La elástica negra me acompañó además durante cerca de cuatro horas en un maratón de Madrid celebrado al día siguiente de la heroica victoria por 1-2 del Madrid de Mou frente al Barça de Guardiola (en igualdad numérica por una vez, amigo Barney), y así quedó inmortalizada en varias fotos del paso por la Puerta del Sol y la meta en el histórico Paseo de Coches del Retiro. La segunda, la de Sergio Ramos, fue una réplica comprada a toda prisa en quizás las únicas tierras en las que el fútbol se vive con más pasión que en nuestro país, Italia, lugar en el que nos hallábamos a pocas horas del inicio de la final de la Eurocopa 2008, el épico día en que cambió nuestra historia tras derrotar a las tropas germanas.
La persistente evocación de recuerdos hizo que finalmente me deshiciera de solo tres camisetas, centrándome en las de peor calidad, esas cuyo cuello y axilas de poliéster estaban grabadas por el sudor reconcentrado del esfuerzo.
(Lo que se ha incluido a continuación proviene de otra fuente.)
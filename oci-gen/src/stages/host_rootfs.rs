//! `25-host-rootfs`: JSON-patch exposing the host rootfs at
//! `/run/host/rootfs` (§4.2.4), used by `40-host-ipc`'s symlink rewriting.

use linglong_common::{Error, Result};
use serde_json::json;

use crate::jsonpatch::{self, Patch};
use crate::{Config, Stage};

pub struct HostRootfs;

impl Stage for HostRootfs {
    fn name(&self) -> &'static str {
        "25-host-rootfs"
    }

    fn generate(&self, config: &mut Config) -> Result<()> {
        config.require_oci_version()?;

        let patch = [Patch::Add {
            path: "/mounts/-".to_string(),
            value: json!({
                "destination": "/run/host/rootfs",
                "type": "none",
                "source": "/",
                "options": ["rbind", "ro"],
            }),
        }];

        jsonpatch::apply(config.value_mut(), &patch)
            .map_err(|e| Error::contract(format!("25-host-rootfs: {e}")))
    }
}

#[cfg(test)]
mod tests {
    use super::*;

    #[test]
    fn binds_host_rootfs() {
        let mut config = Config::from_json_str(r#"{"ociVersion":"1.0.1","mounts":[]}"#).unwrap();
        HostRootfs.generate(&mut config).unwrap();
        assert!(config.mounts().iter().any(|m| m.destination == "/run/host/rootfs"));
    }
}
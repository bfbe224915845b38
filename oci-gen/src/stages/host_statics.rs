//! `25-host-statics`: mounts read-only host static asset directories (§2
//! table) that desktop toolkits expect but that bundle layers don't
//! normally carry — MIME and widget-toolkit data, distinct from the legacy
//! compatibility set `90-legacy` binds.

use std::path::Path;

use linglong_common::Result;

use crate::config::MountEntry;
use crate::{Config, Stage};

pub struct HostStatics;

const STATIC_DIRS: &[&str] = &["/usr/share/mime", "/usr/share/glib-2.0", "/usr/share/gtk-3.0"];

impl Stage for HostStatics {
    fn name(&self) -> &'static str {
        "25-host-statics"
    }

    fn generate(&self, config: &mut Config) -> Result<()> {
        config.require_oci_version()?;

        for &dir in STATIC_DIRS {
            if Path::new(dir).is_dir() {
                config.push_mount(MountEntry::new(dir).source(dir).typ("none").options(["rbind", "ro"]));
            }
        }
        Ok(())
    }
}

#[cfg(test)]
mod tests {
    use super::*;

    #[test]
    fn skips_absent_directories() {
        let mut config = Config::from_json_str(r#"{"ociVersion":"1.0.1","mounts":[]}"#).unwrap();
        HostStatics.generate(&mut config).unwrap();
        for mount in config.mounts() {
            assert!(Path::new(&mount.destination).is_dir());
        }
    }

    #[test]
    fn rejects_wrong_oci_version() {
        let mut config = Config::from_json_str(r#"{"ociVersion":"0.9","mounts":[]}"#).unwrap();
        assert!(HostStatics.generate(&mut config).is_err());
    }
}
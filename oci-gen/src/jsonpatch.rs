//! A small RFC-6902 JSON Patch sum type, applied directly to the config's
//! `serde_json::Value` representation. `10-basics` and `25-host-rootfs` are
//! the only stages that use this; everything else mutates the config
//! through [`crate::config::Config`]'s typed accessors (§9 "JSON-patch
//! application").

use serde_json::Value;

use linglong_common::{Error, Result};

#[derive(Debug, Clone, serde::Deserialize)]
#[serde(tag = "op", rename_all = "lowercase")]
pub enum Patch {
    Add { path: String, value: Value },
    Remove { path: String },
    Replace { path: String, value: Value },
    Copy { from: String, path: String },
    Move { from: String, path: String },
    Test { path: String, value: Value },
}

/// Applies `patches` to `target` in order. Matches `serde_json::Value`'s own
/// pointer semantics: `path`/`from` are JSON Pointers (RFC 6901). The first
/// failing operation aborts and leaves `target` partially patched — callers
/// apply patches to a clone if that's undesirable.
pub fn apply(target: &mut Value, patches: &[Patch]) -> Result<()> {
    for patch in patches {
        apply_one(target, patch)?;
    }
    Ok(())
}

fn apply_one(target: &mut Value, patch: &Patch) -> Result<()> {
    match patch {
        Patch::Add { path, value } => add(target, path, value.clone()),
        Patch::Remove { path } => remove(target, path),
        Patch::Replace { path, value } => {
            remove(target, path)?;
            add(target, path, value.clone())
        }
        Patch::Copy { from, path } => {
            let value = get(target, from)?.clone();
            add(target, path, value)
        }
        Patch::Move { from, path } => {
            let value = remove(target, from)?;
            add(target, path, value)
        }
        Patch::Test { path, value } => {
            let actual = get(target, path)?;
            if actual != value {
                return Err(Error::contract(format!("json-patch test failed at {path}")));
            }
            Ok(())
        }
    }
}

fn split_pointer(path: &str) -> Result<(&str, String)> {
    let path = path.strip_prefix('/').ok_or_else(|| Error::contract(format!("invalid json pointer {path}")))?;
    match path.rsplit_once('/') {
        Some((parent, last)) => Ok((parent, unescape(last))),
        None => Ok(("", unescape(path))),
    }
}

fn unescape(token: &str) -> String {
    token.replace("~1", "/").replace("~0", "~")
}

fn get<'a>(target: &'a Value, path: &str) -> Result<&'a Value> {
    target.pointer(path).ok_or_else(|| Error::contract(format!("no value at {path}")))
}

fn parent_mut<'a>(target: &'a mut Value, parent_path: &str) -> Result<&'a mut Value> {
    if parent_path.is_empty() {
        return Ok(target);
    }
    target
        .pointer_mut(&format!("/{parent_path}"))
        .ok_or_else(|| Error::contract(format!("no parent at /{parent_path}")))
}

fn add(target: &mut Value, path: &str, value: Value) -> Result<()> {
    if path.is_empty() {
        *target = value;
        return Ok(());
    }
    let (parent_path, key) = split_pointer(path)?;
    let parent = parent_mut(target, parent_path)?;

    match parent {
        Value::Object(map) => {
            map.insert(key, value);
            Ok(())
        }
        Value::Array(arr) => {
            if key == "-" {
                arr.push(value);
            } else {
                let index: usize =
                    key.parse().map_err(|_| Error::contract(format!("invalid array index {key} in {path}")))?;
                if index > arr.len() {
                    return Err(Error::contract(format!("array index {index} out of bounds for {path}")));
                }
                arr.insert(index, value);
            }
            Ok(())
        }
        _ => Err(Error::contract(format!("cannot add into non-container at {parent_path}"))),
    }
}

fn remove(target: &mut Value, path: &str) -> Result<Value> {
    let (parent_path, key) = split_pointer(path)?;
    let parent = parent_mut(target, parent_path)?;

    match parent {
        Value::Object(map) => {
            map.remove(&key).ok_or_else(|| Error::contract(format!("no member {key} to remove at {path}")))
        }
        Value::Array(arr) => {
            let index: usize =
                key.parse().map_err(|_| Error::contract(format!("invalid array index {key} in {path}")))?;
            if index >= arr.len() {
                return Err(Error::contract(format!("array index {index} out of bounds for {path}")));
            }
            Ok(arr.remove(index))
        }
        _ => Err(Error::contract(format!("cannot remove from non-container at {parent_path}"))),
    }
}

#[cfg(test)]
mod tests {
    use super::*;
    use serde_json::json;

    #[test]
    fn add_sets_object_member() {
        let mut target = json!({"a": {}});
        apply(&mut target, &[Patch::Add { path: "/a/b".into(), value: json!(1) }]).unwrap();
        assert_eq!(target, json!({"a": {"b": 1}}));
    }

    #[test]
    fn add_appends_to_array_with_dash() {
        let mut target = json!({"mounts": [1, 2]});
        apply(&mut target, &[Patch::Add { path: "/mounts/-".into(), value: json!(3) }]).unwrap();
        assert_eq!(target, json!({"mounts": [1, 2, 3]}));
    }

    #[test]
    fn remove_deletes_object_member() {
        let mut target = json!({"a": {"b": 1}});
        apply(&mut target, &[Patch::Remove { path: "/a/b".into() }]).unwrap();
        assert_eq!(target, json!({"a": {}}));
    }

    #[test]
    fn test_op_aborts_on_mismatch() {
        let mut target = json!({"ociVersion": "1.0.0"});
        let result = apply(
            &mut target,
            &[Patch::Test { path: "/ociVersion".into(), value: json!("1.0.1") }],
        );
        assert!(result.is_err());
    }

    #[test]
    fn move_relocates_value() {
        let mut target = json!({"a": 1, "b": {}});
        apply(&mut target, &[Patch::Move { from: "/a".into(), path: "/b/a".into() }]).unwrap();
        assert_eq!(target, json!({"b": {"a": 1}}));
    }
}
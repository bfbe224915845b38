//! fd-passing over `AF_UNIX` `SCM_RIGHTS`, mirroring
//! `linglong::common::socket::{sendFdWithPayload, recvFdWithPayload}`.
//!
//! The original is a synchronous, single-threaded helper used by callers
//! that already own the connected socket; this keeps the same shape instead
//! of reaching for the teacher's async `tokio_seqpacket` pattern, which
//! assumes a reactor this utility doesn't have.

use std::os::fd::{AsRawFd, BorrowedFd, FromRawFd, OwnedFd};

use nix::cmsg_space;
use nix::sys::socket::{
    ControlMessage, ControlMessageOwned, MsgFlags, recvmsg, sendmsg,
};
use nix::sys::uio::IoSlice;

use crate::error::{Error, Result};

/// Result of a single `recv_fd_with_payload` call.
pub struct ReceivedPayload {
    pub fd: Option<OwnedFd>,
    pub data: Vec<u8>,
    /// Set if either the control data or the payload didn't fit the buffer.
    pub truncated: bool,
}

/// Sends `payload` on `socket`, attaching `fd` as `SCM_RIGHTS` ancillary data
/// on the first `sendmsg` call only. Retries on `EINTR` and loops until the
/// whole payload (and the fd, if any) has gone out.
pub fn send_fd_with_payload(
    socket: BorrowedFd<'_>,
    fd: Option<BorrowedFd<'_>>,
    payload: &[u8],
) -> Result<()> {
    let mut sent = 0usize;
    let mut fd_sent = fd.is_none();

    while sent < payload.len() || !fd_sent {
        let iov = [IoSlice::new(&payload[sent..])];
        let cmsgs: Vec<ControlMessage> = if !fd_sent {
            let fd = fd.expect("fd present when fd_sent is false");
            vec![ControlMessage::ScmRights(std::slice::from_ref(&fd))]
        } else {
            Vec::new()
        };

        match sendmsg::<()>(socket.as_raw_fd(), &iov, &cmsgs, MsgFlags::empty(), None) {
            Ok(n) => {
                sent += n;
                fd_sent = true;
            }
            Err(nix::errno::Errno::EINTR) => continue,
            Err(e) => return Err(Error::syscall(format!("sendmsg failed: {e}"))),
        }
    }

    Ok(())
}

/// Receives up to `buf_size` bytes plus a required `SCM_RIGHTS` fd from
/// `socket`. Retries on `EINTR`. A zero-length read (the peer closed the
/// socket) and a message carrying no ancillary fd are both hard errors with
/// distinct messages, matching the original's `"Connection closed"` /
/// `"No file descriptor received"`. Truncation (control data didn't fit, or
/// the payload filled the buffer exactly and more is pending per `FIONREAD`)
/// is reported rather than treated as an error.
pub fn recv_fd_with_payload(socket: BorrowedFd<'_>, buf_size: usize) -> Result<ReceivedPayload> {
    let mut buf = vec![0u8; buf_size];
    let mut cmsg_buf = cmsg_space!([std::os::fd::RawFd; 1]);

    loop {
        let mut iov = [IoSlice::new(&mut buf)];
        let msg = match recvmsg::<()>(
            socket.as_raw_fd(),
            &mut iov,
            Some(&mut cmsg_buf),
            MsgFlags::empty(),
        ) {
            Ok(msg) => msg,
            Err(nix::errno::Errno::EINTR) => continue,
            Err(e) => return Err(Error::syscall(format!("recvmsg failed: {e}"))),
        };

        let n = msg.bytes;
        if n == 0 {
            return Err(Error::syscall("connection closed"));
        }

        let mut fd = None;
        let mut truncated = msg.flags.contains(MsgFlags::MSG_CTRUNC);

        for cmsg in msg.cmsgs().map_err(|e| Error::syscall(format!("cmsg: {e}")))? {
            if let ControlMessageOwned::ScmRights(fds) = cmsg {
                if let Some(raw) = fds.into_iter().next() {
                    fd = Some(unsafe { OwnedFd::from_raw_fd(raw) });
                }
            }
        }

        if fd.is_none() {
            return Err(Error::syscall("no file descriptor received"));
        }

        if msg.flags.contains(MsgFlags::MSG_TRUNC) {
            truncated = true;
        } else if n == buf_size {
            let mut pending: libc::c_int = 0;
            let rc = unsafe { libc::ioctl(socket.as_raw_fd(), libc::FIONREAD, &mut pending) };
            if rc == 0 && pending > 0 {
                truncated = true;
            }
        }

        if truncated {
            if let Some(fd) = fd.take() {
                drop(fd);
            }
        }

        buf.truncate(n);
        return Ok(ReceivedPayload { fd, data: buf, truncated });
    }
}

#[cfg(test)]
mod tests {
    use super::*;
    use nix::sys::socket::{socketpair, AddressFamily, SockFlag, SockType};
    use std::os::fd::AsFd;

    #[test]
    fn round_trips_payload_and_fd() {
        let (a, b) = socketpair(AddressFamily::Unix, SockType::Datagram, None, SockFlag::empty())
            .expect("socketpair");

        let tmp = tempfile::NamedTempFile::new().expect("tmp file");
        let payload = b"hello fd";
        send_fd_with_payload(a.as_fd(), Some(tmp.as_fd()), payload).expect("send");

        let received = recv_fd_with_payload(b.as_fd(), 64).expect("recv");
        assert_eq!(received.data, payload);
        assert!(received.fd.is_some());
        assert!(!received.truncated);
    }

    #[test]
    fn errors_when_no_fd_is_received() {
        let (a, b) = socketpair(AddressFamily::Unix, SockType::Datagram, None, SockFlag::empty())
            .expect("socketpair");

        send_fd_with_payload(a.as_fd(), None, b"no fd here").expect("send");
        let err = recv_fd_with_payload(b.as_fd(), 64).unwrap_err();
        assert!(err.to_string().contains("no file descriptor"), "{err}");
    }

    #[test]
    fn errors_when_peer_closes_before_sending() {
        let (a, b) = socketpair(AddressFamily::Unix, SockType::Stream, None, SockFlag::empty())
            .expect("socketpair");
        drop(a);
        let err = recv_fd_with_payload(b.as_fd(), 64).unwrap_err();
        assert!(err.to_string().contains("connection closed"), "{err}");
    }
}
Aproveché la ocasión para desprenderme de un pantalón de fútbol cuyas rayas emulaban las azulgrana de los infieles de tierras norteñas, y un par de medias que conservaban el agujero en el tobillo que una entrada criminal me provocó años ha.
Una vez terminada la penosa labor, a buen seguro inferior a las expectativas de mi querida compañera, reflexioné sobre los años transcurridos en campos de fútbol y canchas de baloncesto, los kilómetros recorridos sobre asfalto y tierra, «puedo escribir los versos más tristes esta noche», concluí que hace ya mucho que disputé mis mejores contiendas, y que otros alicientes debían acompañarme en estas últimas temporadas de práctica deportiva.
El olor de la retirada me persigue de un tiempo a esta parte, mas aún no me da caza. Fui afortunado con las lesiones, que siempre me respetaron a pesar de la dureza de algunas batallas, y tanta suerte tuve, tanto aguante tuvo mi carrocería, que ahora me permiten gozar del deleite que supone jugar junto a mi propio hijo y admirar la lozanía y fogosidad de una juventud que mucho me recuerda a mi propio ímpetu tres décadas atrás:
Muy bien traído el paralelismo con la quema de libros del Quijote.
Se de que hablas y opino que ·¡bendito problema! No todo el mundo puede contar con una vida deportiva tan extensa y solapar con sus hijos. ¡Enhorabuena!
En mi caso las camisetas me van desapareciendo del cajón y luego veo que algún cuñao, hermano o sobrin@ debieron estar en las mismas carreras que yo…
¡Menos mal que no eres mucho de ciclismo, o de hípica! En estos deportes Diógenes es minimalista en comparación.